I am called to show that it is a spiritual journey we’re all on whether we’re aware of it or not. I’m aware of it, so that is how I will write. It’s magical and has many lessons. We must listen.

I’m rounding out two years of “the dark night of the soul.” I’ve included a link to Eckhart Tolle’s description of this phenomenon. I know it’s come full circle. I feel it in the sturdiness and grounding of my bones. I feel it in the hairs that stand alert on my body. And, in the whoosh of love that floods me when I consider what I’m called to do.

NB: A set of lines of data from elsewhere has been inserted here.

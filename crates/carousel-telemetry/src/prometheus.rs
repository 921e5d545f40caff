//! Prometheus text exposition format.
//!
//! Renders the telemetry snapshot and the current status view for
//! scraping by a Prometheus server or compatible agent.

use carousel_core::{HealthStatus, InstanceRole, StatusView, TelemetrySnapshot};

const ROLES: [(InstanceRole, &str); 4] = [
    (InstanceRole::Active, "active"),
    (InstanceRole::Standby, "standby"),
    (InstanceRole::Transitioning, "transitioning"),
    (InstanceRole::Quarantined, "quarantined"),
];

fn header(out: &mut String, name: &str, help: &str, kind: &str) {
    out.push_str(&format!("# HELP {name} {help}\n"));
    out.push_str(&format!("# TYPE {name} {kind}\n"));
}

/// Render rotation metrics and per-instance gauges.
pub fn render_prometheus(snapshot: &TelemetrySnapshot, status: &StatusView) -> String {
    let mut out = String::new();

    header(&mut out, "carousel_rotations_total", "Rotation cycles within the retention window.", "gauge");
    out.push_str(&format!("carousel_rotations_total {}\n", snapshot.total_rotations));

    header(&mut out, "carousel_rotations_failed", "Rotation cycles that did not succeed.", "gauge");
    out.push_str(&format!("carousel_rotations_failed {}\n", snapshot.failed_rotations));

    header(&mut out, "carousel_rotations_rolled_back", "Rotation cycles that were rolled back.", "gauge");
    out.push_str(&format!(
        "carousel_rotations_rolled_back {}\n",
        snapshot.rolled_back_rotations
    ));

    header(&mut out, "carousel_rotation_duration_mean_ms", "Mean rotation duration in milliseconds.", "gauge");
    out.push_str(&format!(
        "carousel_rotation_duration_mean_ms {:.2}\n",
        snapshot.mean_duration_ms
    ));

    header(&mut out, "carousel_uptime_percent", "Share of the window with the serving floor met.", "gauge");
    out.push_str(&format!("carousel_uptime_percent {:.4}\n", snapshot.uptime_percent));

    header(&mut out, "carousel_serving_instances", "Instances that are Active and Healthy.", "gauge");
    out.push_str(&format!("carousel_serving_instances {}\n", status.serving));

    header(&mut out, "carousel_min_healthy", "Configured serving floor.", "gauge");
    out.push_str(&format!("carousel_min_healthy {}\n", status.min_healthy));

    header(&mut out, "carousel_runtime_paused", "1 while the container runtime is unreachable.", "gauge");
    out.push_str(&format!("carousel_runtime_paused {}\n", u8::from(status.runtime_paused)));

    header(&mut out, "carousel_instance_role", "1 for the instance's current role.", "gauge");
    for inst in &status.instances {
        for (role, label) in ROLES {
            out.push_str(&format!(
                "carousel_instance_role{{instance=\"{}\",role=\"{label}\"}} {}\n",
                inst.name,
                u8::from(inst.role == role)
            ));
        }
    }

    header(&mut out, "carousel_instance_healthy", "1 if the instance is Healthy.", "gauge");
    for inst in &status.instances {
        out.push_str(&format!(
            "carousel_instance_healthy{{instance=\"{}\"}} {}\n",
            inst.name,
            u8::from(inst.health == HealthStatus::Healthy)
        ));
    }

    header(&mut out, "carousel_instance_rotation_failures", "Candidate start or verify failures.", "gauge");
    for inst in &status.instances {
        out.push_str(&format!(
            "carousel_instance_rotation_failures{{instance=\"{}\"}} {}\n",
            inst.name, inst.rotation_failures
        ));
    }

    out
}

#[cfg(test)]
mod tests {
    use carousel_core::Instance;

    use super::*;

    fn status() -> StatusView {
        let mut web1 = Instance::new("web1", "web1:8080", 0);
        web1.role = InstanceRole::Active;
        web1.health = HealthStatus::Healthy;
        let web2 = Instance::new("web2", "web2:8080", 0);
        StatusView {
            instances: vec![web1, web2],
            current_plan: None,
            last_plan: None,
            min_healthy: 1,
            active_target: 1,
            serving: 1,
            interval_min_ms: 60_000,
            interval_max_ms: 300_000,
            runtime_paused: false,
            alerts: Vec::new(),
            updated_at: 0,
        }
    }

    fn snapshot() -> TelemetrySnapshot {
        TelemetrySnapshot {
            window_start: 0,
            uptime_percent: 99.5,
            total_rotations: 12,
            failed_rotations: 2,
            rolled_back_rotations: 1,
            mean_duration_ms: 1234.5,
            cached_at: 0,
        }
    }

    #[test]
    fn renders_rotation_counters() {
        let text = render_prometheus(&snapshot(), &status());
        assert!(text.contains("# TYPE carousel_rotations_total gauge\n"));
        assert!(text.contains("carousel_rotations_total 12\n"));
        assert!(text.contains("carousel_rotations_failed 2\n"));
        assert!(text.contains("carousel_rotation_duration_mean_ms 1234.50\n"));
        assert!(text.contains("carousel_uptime_percent 99.5000\n"));
        assert!(text.contains("carousel_serving_instances 1\n"));
    }

    #[test]
    fn renders_instance_gauges() {
        let text = render_prometheus(&snapshot(), &status());
        assert!(text.contains("carousel_instance_role{instance=\"web1\",role=\"active\"} 1\n"));
        assert!(text.contains("carousel_instance_role{instance=\"web1\",role=\"standby\"} 0\n"));
        assert!(text.contains("carousel_instance_role{instance=\"web2\",role=\"standby\"} 1\n"));
        assert!(text.contains("carousel_instance_healthy{instance=\"web2\"} 0\n"));
    }
}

I continue to learn more and more and don’t fully understand anything, but thankfully this journey is coming to an end. New beginnings and new life are ahead as I accept this end, thank it, and let it go. I release it completely and walk forward into my calling with acceptance and gratitude.

I feel bold saying: I hope to inspire and be a friend. Those are the best words I can come up with right now.

Please join me on this journey. Let’s connect and speak our truth. Let’s share what inspires us, what we’re curious about, what we don’t understand, and what we’re nudged to investigate. Together we can own our space, release the old, and accept our calling. Show me your truth as I show you mine. This is going to be a fun and joyful adventure!

The more we connect our journeys, the better our world will be.

2 thoughts on “Accept the Calling

  1. Wendy, I love what you wrote. It really it home with me. I am looking forward to reading more from you! I don’t know if you remember me, I used to be Tina Farmer and lived not too far from you when we were in grade school. It’s wonderful to see you doing what you love.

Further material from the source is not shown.